* WHAT TO PRODUCE: Of the entries below, return exactly those lines that fall between the one containing "update, so the hue" and the one containing "let mut report = None;", the two end lines included.

* Source records:

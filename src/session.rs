// src/session.rs
//! End-to-end handling of one generation response: wipe old highlights,
//! restart the palette, paint the new conflicts and persist the hue.

use crate::color::ColorCounter;
use crate::config::HighlightConfig;
use crate::counter_store::{update_color_counter, CounterStore};
use crate::document::HighlightDocument;
use crate::engine::{HighlightEngine, HighlightReport};
use crate::models::GenerationResponse;

pub struct HighlightSession<'a, S: CounterStore + ?Sized> {
    config: &'a HighlightConfig,
    store: &'a S,
}

impl<'a, S: CounterStore + ?Sized> HighlightSession<'a, S> {
    pub fn new(config: &'a HighlightConfig, store: &'a S) -> Self {
        Self { config, store }
    }

    /// Apply a response to `doc`. Never fails: per-item problems are counted
    /// in the report and store problems are logged.
    ///
    /// The pass runs inside the store's atomic counter update, so the hue
    /// read at the start and the hue written at the end belong to this pass.
    pub fn run<D: HighlightDocument + ?Sized>(
        &self,
        doc: &mut D,
        response: &GenerationResponse,
    ) -> HighlightReport {
        let key = &self.config.counter_key;
        let mut report = None;

        let persisted = update_color_counter(self.store, key, |counter| {
            let (pass_report, next) = self.pass(&mut *doc, response, counter);
            report = Some(pass_report);
            next
        });

        if let Err(err) = &persisted {
            log::warn!("counter {:?} not persisted: {}", key, err);
        }

        // Store unavailable before the pass ran: highlight from hue 0 anyway
        let report =
            report.unwrap_or_else(|| self.pass(doc, response, ColorCounter::default()).0);

        log::info!(
            "applied {} conflict pairs, {} items skipped",
            report.pairs_processed,
            report.skipped()
        );
        report
    }

    fn pass<D: HighlightDocument + ?Sized>(
        &self,
        doc: &mut D,
        response: &GenerationResponse,
        counter: ColorCounter,
    ) -> (HighlightReport, ColorCounter) {
        let mut engine = HighlightEngine::from_config(self.config, counter);

        let cleared = HighlightEngine::clear_all(&mut *doc);
        log::debug!("cleared {} text spans", cleared);

        let report = engine.apply_raw(doc, response.conflicts.as_ref());
        (report, engine.counter())
    }
}
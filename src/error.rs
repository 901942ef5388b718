// src/error.rs
use std::path::PathBuf;

use thiserror::Error;

use crate::document::NodeId;

/// Errors surfaced by the highlighting core
#[derive(Debug, Error)]
pub enum HighlightError {
    #[error("invalid color {0:?}, expected #rrggbb")]
    InvalidColor(String),

    #[error("invalid generation response: {0}")]
    InvalidResponse(#[from] serde_json::Error),

    #[error(transparent)]
    Document(#[from] DocumentError),
}

/// Rejections from the document mutation interface
#[derive(Debug, Error, PartialEq, Eq)]
pub enum DocumentError {
    #[error("no text node with id {0}")]
    UnknownNode(NodeId),

    #[error("range {start}..={end} is outside node {node} (length {len})")]
    OutOfRange {
        node: NodeId,
        start: usize,
        end: usize,
        len: usize,
    },
}

/// Counter store failures; callers treat these as an absent counter
#[derive(Debug, Error)]
pub enum StoreError {
    #[error("counter store unavailable: {0}")]
    Unavailable(String),

    #[error("sqlite: {0}")]
    Sqlite(#[from] rusqlite::Error),

    #[error("failed to create store directory {path}: {source}")]
    CreateDir {
        path: PathBuf,
        source: std::io::Error,
    },
}

#[derive(Debug, Error)]
pub enum ConfigError {
    #[error("could not determine config directory")]
    NoConfigDir,

    #[error("failed to read config {path}: {source}")]
    Read {
        path: PathBuf,
        source: std::io::Error,
    },

    #[error("failed to write config {path}: {source}")]
    Write {
        path: PathBuf,
        source: std::io::Error,
    },

    #[error("failed to parse config: {0}")]
    Parse(#[from] toml::de::Error),

    #[error("failed to serialize config: {0}")]
    Serialize(#[from] toml::ser::Error),
}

* SOLUTION BELOW:
    /// The pass runs inside the store's atomic counter update, so the hue
    /// read at the start and the hue written at the end belong to this pass.
    pub fn run<D: HighlightDocument + ?Sized>(
        &self,
        doc: &mut D,
        response: &GenerationResponse,
    ) -> HighlightReport {
        let key = &self.config.counter_key;
        let mut report = None;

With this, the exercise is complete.